Вот только Сергий или Борей были обязаны меня предупредить, что художник у конкурентов не просто живописец, а еще и незаурядная личность, так сказать, местная знаменитость. А таких убивать – себе дороже выйдет. Конечно, в пылу схватки все может кулак вывернуться, но уже хотя бы изначально во мне довлела бы необходимость просто скрутить этого визитера и дождаться прихода подкрепления.
И, судя по реакции барона Фэйфа (а в том, что это он собственной персоной, сомневаться не приходилось), мои рассуждения и в самом деле были правильными.
Великан выглядел жутко расстроенным, сердитым и недовольным:
– Мои новые сапоги… – Затем – взгляд на меня: – Но как он с ним справился? – Потом опять вниз: – И столько крови? – Еще более внимательный взгляд на треснувший череп трупа: – Как только влезла его голова между прутьев? – И совсем для меня печальное: – Да за такое казнить мало! Буду настаивать, чтобы в данном случае смертную казнь опять ввели. Для этого слизняка отправка на Дно будет слишком мягким наказанием.
– Ваша светлость! – наконец-то заговорил и поставной. – Мы обязательно во всех этих событиях разберемся и самым строгим образом накажем виновных!

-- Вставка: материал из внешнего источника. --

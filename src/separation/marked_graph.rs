//! 标记图：所有小环的 Parikh 向量都是全一向量的倍数时，
//! 每个库所都是某个 `a → p → b` 的形式，其标识为 `m0 + P(s)[a] - P(s)[b]`，无需搜索。
use crate::cancel::Interrupted;
use crate::properties::Structure;
use crate::regions::{Region, RegionBuilder};
use crate::separation::{Separation, SeparationContext};
use crate::ts::StateId;

pub struct MarkedGraphSeparation {
    context: SeparationContext,
}

impl MarkedGraphSeparation {
    pub fn create(context: &SeparationContext) -> Option<Box<dyn Separation>> {
        let properties = &context.properties;
        let allowed = Structure::MARKED_GRAPH
            | Structure::TNET
            | Structure::OUTPUT_NONBRANCHING
            | Structure::MERGE_FREE
            | Structure::CONFLICT_FREE
            | Structure::PLAIN
            | Structure::PURE
            | Structure::HOMOGENEOUS;
        if !properties.requires(Structure::TNET)
            || !properties.structure_within(allowed)
            || properties.k_bounded().is_some()
            || properties.k_marking().is_some()
        {
            return None;
        }
        let utility = &context.utility;
        let ts = utility.ts();
        if !ts.is_deterministic()
            || !ts.is_totally_reachable()
            || !ts.is_reversible()
            || !ts.is_persistent()
        {
            return None;
        }
        let cycles_are_uniform = utility.chords().iter().all(|&chord| {
            utility
                .parikh_vector_for_edge(chord)
                .is_ok_and(|vector| vector.windows(2).all(|pair| pair[0] == pair[1]))
        });
        if !cycles_are_uniform {
            log::debug!("marked-graph algorithm skipped: a cycle is not a multiple of the all-ones vector");
            return None;
        }
        Some(Box::new(Self {
            context: context.clone(),
        }))
    }

    /// `producer → p → consumer` with the smallest valid initial marking.
    fn place(&self, producer: usize, consumer: usize) -> Region {
        let utility = &self.context.utility;
        let mut builder = RegionBuilder::new(utility.event_count());
        builder.add_weight_on(producer, 1).add_weight_on(consumer, -1);
        builder.with_normal_initial_marking(utility)
    }

    fn pairs(&self) -> impl Iterator<Item = (usize, usize)> + '_ {
        let n = self.context.utility.event_count();
        (0..n).flat_map(move |a| (0..n).filter(move |b| *b != a).map(move |b| (a, b)))
    }
}

impl Separation for MarkedGraphSeparation {
    fn name(&self) -> &'static str {
        "marked-graph"
    }

    fn separate_states(
        &mut self,
        left: StateId,
        right: StateId,
    ) -> Result<Option<Region>, Interrupted> {
        let utility = &self.context.utility;
        for (producer, consumer) in self.pairs() {
            self.context.cancel.check()?;
            let region = self.place(producer, consumer);
            if region.separates_states(utility, left, right).unwrap_or(false) {
                return Ok(Some(region));
            }
        }
        Ok(None)
    }

    fn separate_event(
        &mut self,
        state: StateId,
        event: usize,
    ) -> Result<Option<Region>, Interrupted> {
        let utility = &self.context.utility;
        for producer in (0..utility.event_count()).filter(|p| *p != event) {
            self.context.cancel.check()?;
            let region = self.place(producer, event);
            if region.separates_event(utility, state, event).unwrap_or(false) {
                debug_assert_eq!(region.check_valid(utility), Ok(()));
                return Ok(Some(region));
            }
        }
        Ok(None)
    }

    fn is_exact(&self) -> bool {
        true
    }
}

#[cfg(test)]
mod tests {
    use super::*;
    use std::rc::Rc;

    use crate::properties::PnProperties;
    use crate::regions::RegionUtility;
    use crate::ts::TransitionSystem;

    /// `a` and `b` run concurrently, `c` joins them and restarts the cycle.
    fn fork_join() -> TransitionSystem {
        let mut ts = TransitionSystem::new("s0");
        ts.add_arc_named("s0", "a", "s1");
        ts.add_arc_named("s0", "b", "s2");
        ts.add_arc_named("s1", "b", "s3");
        ts.add_arc_named("s2", "a", "s3");
        ts.add_arc_named("s3", "c", "s0");
        ts
    }

    #[test]
    fn pairwise_places_solve_a_fork_join() {
        let utility = Rc::new(RegionUtility::new(fork_join()));
        let context = SeparationContext::new(
            utility.clone(),
            PnProperties::new().with(Structure::MARKED_GRAPH),
        );
        let mut strategy = MarkedGraphSeparation::create(&context).unwrap();
        for (state, event) in utility.event_state_problems() {
            let region = strategy.separate_event(state, event).unwrap().unwrap();
            assert_eq!(region.check_valid(&utility), Ok(()));
            assert_eq!(region.preset().count(), 1);
            assert_eq!(region.postset().count(), 1);
        }
        let s1 = utility.ts().state("s1").unwrap();
        let s2 = utility.ts().state("s2").unwrap();
        assert!(strategy.separate_states(s1, s2).unwrap().is_some());
    }

    #[test]
    fn rejects_non_uniform_cycles() {
        let mut ts = TransitionSystem::new("s0");
        ts.add_arc_named("s0", "a", "s1");
        ts.add_arc_named("s1", "a", "s2");
        ts.add_arc_named("s2", "b", "s0");
        let context = SeparationContext::new(
            Rc::new(RegionUtility::new(ts)),
            PnProperties::new().with(Structure::MARKED_GRAPH),
        );
        assert!(MarkedGraphSeparation::create(&context).is_none());
    }
}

– Ага! Ты своего родственника накажешь! – ехидничал великан, с ожесточением встряхивая висящую Ксану. – Вон уже со своей секретаршей разобрался! Вышвырнул сучку на улицу, так она и дальше у тебя в управе темными делишками занимается.
– Ну, с ней все ясно: немедленно отправляется на Дно в принудительное войско! – решительно заявил Сергий. – А этот парень вроде как ни в чем не виноват. В порядке самообороны действовал.
– Знать ничего не хочу! – Барону Фэйфу надоело встряхивать девушку, и он бросил ее в натекшую внизу лужицу. – Если не добьюсь у гаузов отмены моратория на казнь, то за убийство Светозарного этого раздолбая – тоже на Дно! Сегодня же!
Развернулся и ушел.
Поставной тяжело вздыхал, кривился и укоризненно качал головой. Старшина озадаченно чесал макушку и порывался что-то сказать. Ну а мне ничего не оставалось сделать, как, открыв дверь с висящей на ней трупом, потерянным голосом пригласить первых зрителей на презентацию моей картины. Вернее, уже не самых первых, а первых из тех, кто остался в живых. Но прежде чем войти, старшина все-таки выполнил возложенные на него обязанности по соблюдению порядка: накинув один из наручников на руку скулящей Ксаны, бесцеремонно подволок ее к стене и там закрепил второй наручник на торчащем металлическом кольце. И только после этого поспешил следом за поставным.
А потом они вдвоем долго смотрели на картину.
Тогда как я размышлял над очередной превратностью в моей судьбе.